Surface plasmon resonance and aggregate stability of silver nanoparticle complexes with chemotripsin

Extinction spectra, effective sizes, and aggregate stability of silver nanoparticles and nanocomplexes of silver nanoparticles with chymotrypsin obtained by the reactions of chemical reduction of silver nitrate using sodium borohydride as a reducing agent are studied. It is shown that silver nanoparticles obtained in the absence of chymotrypsin are aggregatively stable only at pH values immediately after synthesis.

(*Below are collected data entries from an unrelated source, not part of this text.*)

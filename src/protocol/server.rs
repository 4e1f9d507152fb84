//-
// Copyright (c) 2024, Jason Lingle
//
// This file is part of Tinmail.
//
// Tinmail is free software: you can  redistribute it and/or modify it under
// the terms of  the GNU General Public License as  published by the Free
// Software Foundation, either version 3 of  the License, or (at your option)
// any later version.
//
// Tinmail is distributed  in the hope that  it will be useful,  but WITHOUT
// ANY WARRANTY; without even  the implied warranty of MERCHANTABILITY or
// FITNESS FOR A PARTICULAR PURPOSE. See the GNU General Public License for
// more details.
//
// You should have received a copy of the GNU General Public License along
// with Tinmail. If not, see <http://www.gnu.org/licenses/>.

use std::io::{self, BufRead, Write};
use std::sync::Arc;

use log::{info, warn};

use super::syntax::{Verb, BODY_TERMINATOR, RESP_ERR, RESP_OK};
use super::transport::{read_line, send_line};
use crate::spool::store::Spool;
use crate::support::error::Error;
use crate::support::user_name::is_valid_user_name;

/// One connection's command loop.
///
/// The session awaits a command verb, runs that command's fixed exchange of
/// request and response lines, and returns to awaiting the next verb; no
/// state survives from one command to the next. The session ends on QUIT,
/// on an empty or absent command line, or on a transport fault.
///
/// Errors a command can recover from — an unknown verb, a malformed or
/// out-of-range index, a rejected delivery — are answered with a single
/// `ERR` line and the loop continues. Transport faults (including EOF in
/// the middle of a command's exchange) propagate out of `run` and end the
/// session without telling the peer, who has already lost the channel.
pub struct Server {
    read: Box<dyn BufRead + Send>,
    write: Box<dyn Write + Send>,
    spool: Arc<Spool>,
    log_prefix: String,
}

impl Server {
    pub fn new(
        read: Box<dyn BufRead + Send>,
        write: Box<dyn Write + Send>,
        spool: Arc<Spool>,
        log_prefix: String,
    ) -> Self {
        Server {
            read,
            write,
            spool,
            log_prefix,
        }
    }

    /// Run the session to completion.
    ///
    /// Blocks on the connection between commands.
    pub fn run(&mut self) -> Result<(), Error> {
        loop {
            let command = match read_line(&mut self.read)? {
                Some(line) => line,
                // Peer disconnected between commands
                None => break,
            };
            if command.is_empty() {
                break;
            }

            match command.parse::<Verb>() {
                Ok(Verb::Send) => self.cmd_send()?,
                Ok(Verb::List) => self.cmd_list()?,
                Ok(Verb::Read) => self.cmd_read()?,
                Ok(Verb::Del) => self.cmd_del()?,
                Ok(Verb::Quit) => break,
                Err(()) => {
                    warn!(
                        "{} Unrecognised command {:?}",
                        self.log_prefix,
                        truncated(&command)
                    );
                    self.respond(RESP_ERR)?;
                },
            }

            self.write.flush()?;
        }

        Ok(())
    }

    fn cmd_send(&mut self) -> Result<(), Error> {
        let sender = self.expect_line()?;
        let receiver = self.expect_line()?;
        let subject = self.expect_line()?;

        // The body must be consumed whether or not the envelope is
        // acceptable, or the remaining body lines would be parsed as
        // commands.
        let mut body = Vec::new();
        loop {
            let line = self.expect_line()?;
            if BODY_TERMINATOR == line {
                break;
            }
            body.push(line);
        }

        if sender.is_empty() || subject.is_empty() {
            return self.respond(RESP_ERR);
        }
        if !is_valid_user_name(&receiver) {
            warn!(
                "{} Rejected delivery to {:?}",
                self.log_prefix,
                truncated(&receiver)
            );
            return self.respond(RESP_ERR);
        }

        match self.spool.deliver(&receiver, &subject, &body) {
            Ok(()) => {
                info!(
                    "{} Delivered message from {} to {}",
                    self.log_prefix,
                    truncated(&sender),
                    receiver
                );
                self.respond(RESP_OK)
            },
            Err(e) => {
                warn!(
                    "{} Delivery to {} failed: {}",
                    self.log_prefix, receiver, e
                );
                self.respond(RESP_ERR)
            },
        }
    }

    fn cmd_list(&mut self) -> Result<(), Error> {
        let user = self.expect_line()?;

        // LIST has no failure response; a name which cannot denote a
        // mailbox is indistinguishable from an empty mailbox.
        let subjects = if is_valid_user_name(&user) {
            self.spool.list(&user)
        } else {
            Vec::new()
        };

        send_line(&mut self.write, &subjects.len().to_string())?;
        for subject in &subjects {
            send_line(&mut self.write, subject)?;
        }
        Ok(())
    }

    fn cmd_read(&mut self) -> Result<(), Error> {
        let (user, index) = match self.message_reference()? {
            Some(reference) => reference,
            None => return self.respond(RESP_ERR),
        };

        match self.spool.fetch(&user, index) {
            Ok(lines) => {
                self.respond(RESP_OK)?;
                for line in &lines {
                    send_line(&mut self.write, line)?;
                }
                send_line(&mut self.write, BODY_TERMINATOR)?;
                Ok(())
            },
            Err(Error::NxMessage) => self.respond(RESP_ERR),
            Err(e) => {
                warn!(
                    "{} READ {} {} failed: {}",
                    self.log_prefix, user, index, e
                );
                self.respond(RESP_ERR)
            },
        }
    }

    fn cmd_del(&mut self) -> Result<(), Error> {
        let (user, index) = match self.message_reference()? {
            Some(reference) => reference,
            None => return self.respond(RESP_ERR),
        };

        match self.spool.delete(&user, index) {
            Ok(()) => {
                info!(
                    "{} Deleted message {} of {}",
                    self.log_prefix, index, user
                );
                self.respond(RESP_OK)
            },
            Err(Error::NxMessage) => self.respond(RESP_ERR),
            Err(e) => {
                warn!(
                    "{} DEL {} {} failed: {}",
                    self.log_prefix, user, index, e
                );
                self.respond(RESP_ERR)
            },
        }
    }

    /// Read and vet the user-name and index argument lines shared by READ
    /// and DEL.
    ///
    /// Both lines are always consumed; `None` means they did not survive
    /// validation.
    fn message_reference(&mut self) -> Result<Option<(String, usize)>, Error> {
        let user = self.expect_line()?;
        let index = self.expect_line()?;

        let index = match index.parse::<usize>() {
            Ok(index) => index,
            Err(_) => return Ok(None),
        };
        if !is_valid_user_name(&user) {
            return Ok(None);
        }

        Ok(Some((user, index)))
    }

    /// Read the next line of the current command's exchange.
    ///
    /// Between commands EOF is a normal disconnect, but mid-exchange it is
    /// a transport fault.
    fn expect_line(&mut self) -> Result<String, Error> {
        match read_line(&mut self.read)? {
            Some(line) => Ok(line),
            None => Err(Error::Io(io::Error::new(
                io::ErrorKind::UnexpectedEof,
                "EOF reached mid-command",
            ))),
        }
    }

    fn respond(&mut self, response: &str) -> Result<(), Error> {
        send_line(&mut self.write, response)?;
        Ok(())
    }
}

fn truncated(s: &str) -> &str {
    match s.char_indices().nth(64) {
        Some((ix, _)) => &s[..ix],
        None => s,
    }
}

The placement of the synthesized silver nanoparticles in buffer solutions with pH values from 3.0 to 12.0 resulted in the appearance of a wide absorption band in the visible region of the spectrum, which is due to the agglomeration of silver nanoparticles, which appears to be the result of the destruction of the double electric layer formed by the ions making up sodium borohydride. The presence of chymotrypsin in the reaction medium resulted in significant spectral changes. Unlike silver nanoparticles synthesized in the absence of chymotrypsin, for nanocomplexes of silver nanoparticles with chymotrypsin with a change in pH, the shape of the extinction spectra and the position of the surface plasmon resonance band were preserved, while nanocomplexes of silver nanoparticles with chymotrypsin retained the aggregative stability in solutions in the pH range from 3.0 to 12.0 within a month. The observed stabilization effect of silver nanoparticles over a wide pH range induced by the presence of chymotrypsin in the reaction medium can be used further to develop methods for immobilizing enzymes on nanoparticles of biogenic elements and for creating polyfunctional pharmaceuticals, in which the components of nanocomplexes have different biological activity.